------ MATERIALS PROVIDED
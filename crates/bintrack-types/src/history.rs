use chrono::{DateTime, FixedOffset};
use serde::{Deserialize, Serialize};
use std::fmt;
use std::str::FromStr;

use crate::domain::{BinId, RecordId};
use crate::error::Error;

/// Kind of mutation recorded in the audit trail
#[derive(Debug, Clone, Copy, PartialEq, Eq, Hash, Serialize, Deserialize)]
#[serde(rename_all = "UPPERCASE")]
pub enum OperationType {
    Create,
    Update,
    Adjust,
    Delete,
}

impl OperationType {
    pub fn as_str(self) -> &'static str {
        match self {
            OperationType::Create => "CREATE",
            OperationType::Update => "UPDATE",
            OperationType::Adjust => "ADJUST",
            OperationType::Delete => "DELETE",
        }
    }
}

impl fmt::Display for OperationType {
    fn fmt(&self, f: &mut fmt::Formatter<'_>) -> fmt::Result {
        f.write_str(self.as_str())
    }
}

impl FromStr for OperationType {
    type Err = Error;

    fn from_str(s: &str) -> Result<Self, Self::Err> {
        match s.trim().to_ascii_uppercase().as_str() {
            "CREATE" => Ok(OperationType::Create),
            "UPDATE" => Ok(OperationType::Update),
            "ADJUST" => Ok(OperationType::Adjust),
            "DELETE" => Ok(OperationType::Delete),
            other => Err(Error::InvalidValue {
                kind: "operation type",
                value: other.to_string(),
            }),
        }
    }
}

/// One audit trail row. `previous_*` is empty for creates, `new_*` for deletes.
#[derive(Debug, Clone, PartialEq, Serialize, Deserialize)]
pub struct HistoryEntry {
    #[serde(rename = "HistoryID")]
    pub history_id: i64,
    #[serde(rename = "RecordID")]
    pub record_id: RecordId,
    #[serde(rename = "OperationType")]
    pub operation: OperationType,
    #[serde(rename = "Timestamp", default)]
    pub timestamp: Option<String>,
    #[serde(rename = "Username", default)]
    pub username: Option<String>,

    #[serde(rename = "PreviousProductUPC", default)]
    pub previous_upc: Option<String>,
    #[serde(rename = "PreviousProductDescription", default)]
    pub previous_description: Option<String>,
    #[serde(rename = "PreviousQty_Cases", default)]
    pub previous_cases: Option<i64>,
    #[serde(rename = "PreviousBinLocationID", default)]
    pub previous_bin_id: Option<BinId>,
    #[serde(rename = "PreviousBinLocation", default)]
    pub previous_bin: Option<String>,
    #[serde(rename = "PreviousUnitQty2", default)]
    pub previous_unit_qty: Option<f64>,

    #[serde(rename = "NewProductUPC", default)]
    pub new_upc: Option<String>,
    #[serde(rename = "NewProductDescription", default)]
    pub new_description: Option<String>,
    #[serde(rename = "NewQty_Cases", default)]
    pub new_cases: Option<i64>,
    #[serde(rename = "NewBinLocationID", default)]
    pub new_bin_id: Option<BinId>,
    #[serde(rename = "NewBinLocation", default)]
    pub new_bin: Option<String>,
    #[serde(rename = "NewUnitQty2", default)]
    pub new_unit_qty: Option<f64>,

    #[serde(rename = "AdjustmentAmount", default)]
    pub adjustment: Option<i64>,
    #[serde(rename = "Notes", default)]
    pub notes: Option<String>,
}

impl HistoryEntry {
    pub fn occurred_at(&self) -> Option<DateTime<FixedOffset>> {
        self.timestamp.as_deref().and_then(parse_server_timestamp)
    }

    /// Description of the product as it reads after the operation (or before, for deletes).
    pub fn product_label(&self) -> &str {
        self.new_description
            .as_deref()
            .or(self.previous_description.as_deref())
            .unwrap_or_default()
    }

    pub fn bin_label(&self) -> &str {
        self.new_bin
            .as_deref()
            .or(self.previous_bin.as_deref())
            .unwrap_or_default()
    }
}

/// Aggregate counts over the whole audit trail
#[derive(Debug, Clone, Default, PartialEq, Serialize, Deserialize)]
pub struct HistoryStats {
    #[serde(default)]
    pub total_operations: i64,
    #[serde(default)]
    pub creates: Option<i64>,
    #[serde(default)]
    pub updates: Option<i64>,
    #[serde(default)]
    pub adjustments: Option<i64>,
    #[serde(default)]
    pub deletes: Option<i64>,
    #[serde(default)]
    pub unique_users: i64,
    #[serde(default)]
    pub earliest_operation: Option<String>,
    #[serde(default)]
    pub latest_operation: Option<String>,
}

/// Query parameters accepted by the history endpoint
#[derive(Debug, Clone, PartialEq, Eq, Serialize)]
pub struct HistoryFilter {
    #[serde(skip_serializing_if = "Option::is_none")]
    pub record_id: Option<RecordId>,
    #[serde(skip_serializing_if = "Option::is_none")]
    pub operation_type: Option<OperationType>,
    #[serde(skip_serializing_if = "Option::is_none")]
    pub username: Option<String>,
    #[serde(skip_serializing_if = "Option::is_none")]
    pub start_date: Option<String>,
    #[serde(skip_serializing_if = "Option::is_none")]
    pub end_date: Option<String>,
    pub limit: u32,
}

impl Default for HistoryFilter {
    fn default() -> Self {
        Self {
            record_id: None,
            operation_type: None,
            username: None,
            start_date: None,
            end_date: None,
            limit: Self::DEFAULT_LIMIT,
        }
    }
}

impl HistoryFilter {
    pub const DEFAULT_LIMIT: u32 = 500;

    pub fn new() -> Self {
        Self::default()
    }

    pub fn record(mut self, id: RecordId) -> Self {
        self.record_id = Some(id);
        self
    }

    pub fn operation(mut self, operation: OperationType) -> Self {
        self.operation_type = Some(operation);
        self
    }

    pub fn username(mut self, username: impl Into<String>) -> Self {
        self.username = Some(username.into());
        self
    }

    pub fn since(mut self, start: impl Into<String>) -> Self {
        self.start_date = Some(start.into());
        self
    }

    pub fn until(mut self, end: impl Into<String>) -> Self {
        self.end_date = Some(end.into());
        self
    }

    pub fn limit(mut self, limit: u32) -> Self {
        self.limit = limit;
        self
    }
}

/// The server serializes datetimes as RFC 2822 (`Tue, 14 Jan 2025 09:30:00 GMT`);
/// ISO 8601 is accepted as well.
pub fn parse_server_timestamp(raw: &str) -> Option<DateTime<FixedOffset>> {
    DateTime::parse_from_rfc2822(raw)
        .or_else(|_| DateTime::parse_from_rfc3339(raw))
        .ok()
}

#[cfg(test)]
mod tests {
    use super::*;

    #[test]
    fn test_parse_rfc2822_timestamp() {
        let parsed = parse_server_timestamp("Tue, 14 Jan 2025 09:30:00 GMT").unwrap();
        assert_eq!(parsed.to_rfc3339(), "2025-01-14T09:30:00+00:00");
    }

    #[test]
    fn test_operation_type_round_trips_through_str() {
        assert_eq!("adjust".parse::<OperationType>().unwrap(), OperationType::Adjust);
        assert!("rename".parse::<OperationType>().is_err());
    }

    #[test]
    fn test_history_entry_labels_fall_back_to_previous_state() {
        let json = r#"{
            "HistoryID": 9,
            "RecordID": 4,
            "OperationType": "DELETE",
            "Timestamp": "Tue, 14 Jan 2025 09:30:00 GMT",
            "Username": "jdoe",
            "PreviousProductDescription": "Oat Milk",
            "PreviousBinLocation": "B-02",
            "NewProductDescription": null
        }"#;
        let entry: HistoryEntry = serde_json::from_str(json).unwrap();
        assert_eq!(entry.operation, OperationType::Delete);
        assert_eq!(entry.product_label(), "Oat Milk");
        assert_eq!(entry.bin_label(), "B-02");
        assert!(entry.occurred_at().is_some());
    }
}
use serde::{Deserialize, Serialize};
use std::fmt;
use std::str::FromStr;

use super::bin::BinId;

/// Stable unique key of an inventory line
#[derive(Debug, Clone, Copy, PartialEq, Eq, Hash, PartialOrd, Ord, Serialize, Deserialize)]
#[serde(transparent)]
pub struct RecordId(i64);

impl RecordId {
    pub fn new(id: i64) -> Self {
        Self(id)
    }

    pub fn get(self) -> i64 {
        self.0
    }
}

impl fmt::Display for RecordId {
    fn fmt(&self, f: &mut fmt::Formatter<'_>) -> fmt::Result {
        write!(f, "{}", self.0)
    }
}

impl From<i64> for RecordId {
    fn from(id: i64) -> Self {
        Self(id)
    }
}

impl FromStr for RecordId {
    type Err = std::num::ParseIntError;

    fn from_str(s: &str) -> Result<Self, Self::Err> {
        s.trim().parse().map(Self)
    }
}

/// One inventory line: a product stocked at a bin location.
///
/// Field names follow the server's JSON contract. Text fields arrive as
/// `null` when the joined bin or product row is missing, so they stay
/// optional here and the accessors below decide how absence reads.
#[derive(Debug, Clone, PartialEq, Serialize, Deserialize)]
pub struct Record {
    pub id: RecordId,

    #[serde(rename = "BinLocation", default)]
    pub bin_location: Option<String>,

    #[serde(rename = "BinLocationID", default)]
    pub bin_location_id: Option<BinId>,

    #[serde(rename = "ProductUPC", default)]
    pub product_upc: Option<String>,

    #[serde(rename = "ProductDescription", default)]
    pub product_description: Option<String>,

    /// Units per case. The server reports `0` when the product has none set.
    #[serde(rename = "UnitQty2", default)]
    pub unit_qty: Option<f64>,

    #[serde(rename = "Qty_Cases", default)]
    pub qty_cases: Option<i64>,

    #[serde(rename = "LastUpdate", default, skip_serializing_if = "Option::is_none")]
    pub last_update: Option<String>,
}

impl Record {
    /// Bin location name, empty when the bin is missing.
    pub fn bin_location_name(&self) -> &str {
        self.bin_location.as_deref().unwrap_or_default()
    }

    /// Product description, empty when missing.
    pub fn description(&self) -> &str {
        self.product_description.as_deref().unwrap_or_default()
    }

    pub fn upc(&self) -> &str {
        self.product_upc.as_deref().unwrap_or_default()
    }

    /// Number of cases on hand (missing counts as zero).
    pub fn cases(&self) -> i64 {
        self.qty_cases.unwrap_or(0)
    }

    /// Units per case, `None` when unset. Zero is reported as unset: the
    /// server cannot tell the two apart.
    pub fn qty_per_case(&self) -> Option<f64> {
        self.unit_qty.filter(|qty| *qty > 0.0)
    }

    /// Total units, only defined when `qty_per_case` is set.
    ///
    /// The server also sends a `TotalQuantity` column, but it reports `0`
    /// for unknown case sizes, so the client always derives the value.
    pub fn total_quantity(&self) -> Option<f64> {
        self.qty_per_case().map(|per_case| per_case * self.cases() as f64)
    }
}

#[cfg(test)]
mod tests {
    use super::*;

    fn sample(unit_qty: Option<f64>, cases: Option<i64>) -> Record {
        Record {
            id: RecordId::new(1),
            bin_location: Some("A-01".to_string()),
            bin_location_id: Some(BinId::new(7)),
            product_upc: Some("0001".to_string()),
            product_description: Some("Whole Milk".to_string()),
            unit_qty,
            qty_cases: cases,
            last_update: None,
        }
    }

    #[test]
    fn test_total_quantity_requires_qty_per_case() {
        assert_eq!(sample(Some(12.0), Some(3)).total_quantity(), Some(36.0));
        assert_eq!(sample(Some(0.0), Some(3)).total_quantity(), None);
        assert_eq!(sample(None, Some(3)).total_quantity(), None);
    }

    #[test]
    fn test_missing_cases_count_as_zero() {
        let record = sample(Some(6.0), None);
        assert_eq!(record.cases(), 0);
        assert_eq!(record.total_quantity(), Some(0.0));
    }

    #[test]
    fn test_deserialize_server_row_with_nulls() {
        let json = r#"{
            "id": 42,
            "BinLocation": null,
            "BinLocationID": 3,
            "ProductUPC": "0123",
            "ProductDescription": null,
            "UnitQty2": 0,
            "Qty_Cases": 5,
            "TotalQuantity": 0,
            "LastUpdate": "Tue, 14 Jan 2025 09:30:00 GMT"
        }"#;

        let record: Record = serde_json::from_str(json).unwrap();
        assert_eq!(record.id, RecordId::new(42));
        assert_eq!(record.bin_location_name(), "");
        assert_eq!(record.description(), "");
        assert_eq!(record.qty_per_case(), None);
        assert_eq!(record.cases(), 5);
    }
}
------------
TASK PROMPT:
Taking the entries above, restate exactly those lines that fall between the line with "how absence reads." and the line with "pub fn bin_location_name(&self)", keeping both of those lines too.

YOUR SOLUTION:
/// optional here and the accessors below decide how absence reads.
#[derive(Debug, Clone, PartialEq, Serialize, Deserialize)]
pub struct Record {
    pub id: RecordId,

    #[serde(rename = "BinLocation", default)]
    pub bin_location: Option<String>,

    #[serde(rename = "BinLocationID", default)]
    pub bin_location_id: Option<BinId>,

    #[serde(rename = "ProductUPC", default)]
    pub product_upc: Option<String>,

    #[serde(rename = "ProductDescription", default)]
    pub product_description: Option<String>,

    /// Units per case. The server reports `0` when the product has none set.
    #[serde(rename = "UnitQty2", default)]
    pub unit_qty: Option<f64>,

    #[serde(rename = "Qty_Cases", default)]
    pub qty_cases: Option<i64>,

    #[serde(rename = "LastUpdate", default, skip_serializing_if = "Option::is_none")]
    pub last_update: Option<String>,
}

impl Record {
    /// Bin location name, empty when the bin is missing.
    pub fn bin_location_name(&self) -> &str {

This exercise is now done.